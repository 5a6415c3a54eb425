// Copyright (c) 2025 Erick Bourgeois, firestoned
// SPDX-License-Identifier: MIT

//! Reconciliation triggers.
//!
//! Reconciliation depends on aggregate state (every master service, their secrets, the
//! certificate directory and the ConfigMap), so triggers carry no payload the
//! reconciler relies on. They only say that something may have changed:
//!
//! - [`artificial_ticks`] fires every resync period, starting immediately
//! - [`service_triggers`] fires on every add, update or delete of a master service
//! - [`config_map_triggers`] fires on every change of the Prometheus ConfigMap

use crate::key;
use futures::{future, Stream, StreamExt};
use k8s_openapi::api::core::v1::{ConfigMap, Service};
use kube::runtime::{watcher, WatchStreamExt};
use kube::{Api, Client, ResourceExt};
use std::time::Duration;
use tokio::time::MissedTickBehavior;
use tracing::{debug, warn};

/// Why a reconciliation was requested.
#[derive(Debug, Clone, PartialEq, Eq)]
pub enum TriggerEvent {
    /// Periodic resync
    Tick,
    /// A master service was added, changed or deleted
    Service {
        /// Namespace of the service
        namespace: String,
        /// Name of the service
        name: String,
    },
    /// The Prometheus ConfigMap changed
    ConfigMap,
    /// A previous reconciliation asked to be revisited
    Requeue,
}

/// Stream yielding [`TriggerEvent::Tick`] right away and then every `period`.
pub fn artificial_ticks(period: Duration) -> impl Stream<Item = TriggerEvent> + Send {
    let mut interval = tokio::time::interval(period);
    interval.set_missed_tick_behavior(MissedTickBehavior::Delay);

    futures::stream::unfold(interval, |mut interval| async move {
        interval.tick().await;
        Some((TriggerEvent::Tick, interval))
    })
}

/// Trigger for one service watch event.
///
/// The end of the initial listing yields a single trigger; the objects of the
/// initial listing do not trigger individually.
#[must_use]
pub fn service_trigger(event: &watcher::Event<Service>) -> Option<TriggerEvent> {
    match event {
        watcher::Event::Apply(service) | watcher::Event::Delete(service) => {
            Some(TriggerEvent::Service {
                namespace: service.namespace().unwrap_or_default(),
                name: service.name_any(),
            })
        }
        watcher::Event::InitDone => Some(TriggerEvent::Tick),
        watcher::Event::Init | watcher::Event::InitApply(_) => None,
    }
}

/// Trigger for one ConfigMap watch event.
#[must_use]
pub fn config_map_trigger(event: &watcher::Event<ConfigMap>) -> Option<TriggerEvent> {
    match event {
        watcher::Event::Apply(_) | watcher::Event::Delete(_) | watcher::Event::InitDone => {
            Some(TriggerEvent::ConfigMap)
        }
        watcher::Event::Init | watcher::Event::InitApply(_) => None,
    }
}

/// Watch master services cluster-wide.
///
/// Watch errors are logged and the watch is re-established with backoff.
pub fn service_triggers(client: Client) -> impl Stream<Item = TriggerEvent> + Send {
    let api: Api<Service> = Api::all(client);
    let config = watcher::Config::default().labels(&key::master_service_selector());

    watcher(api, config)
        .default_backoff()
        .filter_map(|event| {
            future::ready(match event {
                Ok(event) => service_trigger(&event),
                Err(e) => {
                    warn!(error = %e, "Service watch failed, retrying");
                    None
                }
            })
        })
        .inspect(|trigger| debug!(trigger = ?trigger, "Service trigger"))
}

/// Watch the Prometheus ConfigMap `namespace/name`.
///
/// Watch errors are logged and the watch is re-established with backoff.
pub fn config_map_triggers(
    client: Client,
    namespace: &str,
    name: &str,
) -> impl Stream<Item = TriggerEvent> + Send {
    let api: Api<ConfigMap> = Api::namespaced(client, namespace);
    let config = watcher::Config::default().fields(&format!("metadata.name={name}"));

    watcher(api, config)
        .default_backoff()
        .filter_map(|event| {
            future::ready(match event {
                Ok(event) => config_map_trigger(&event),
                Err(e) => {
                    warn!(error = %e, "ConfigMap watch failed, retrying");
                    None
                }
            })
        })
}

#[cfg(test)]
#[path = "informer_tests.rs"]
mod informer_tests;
________________________
- Problem: Going through the data above, please tally the lines that contain the string "interval" and return only the total.

- Written solution: 5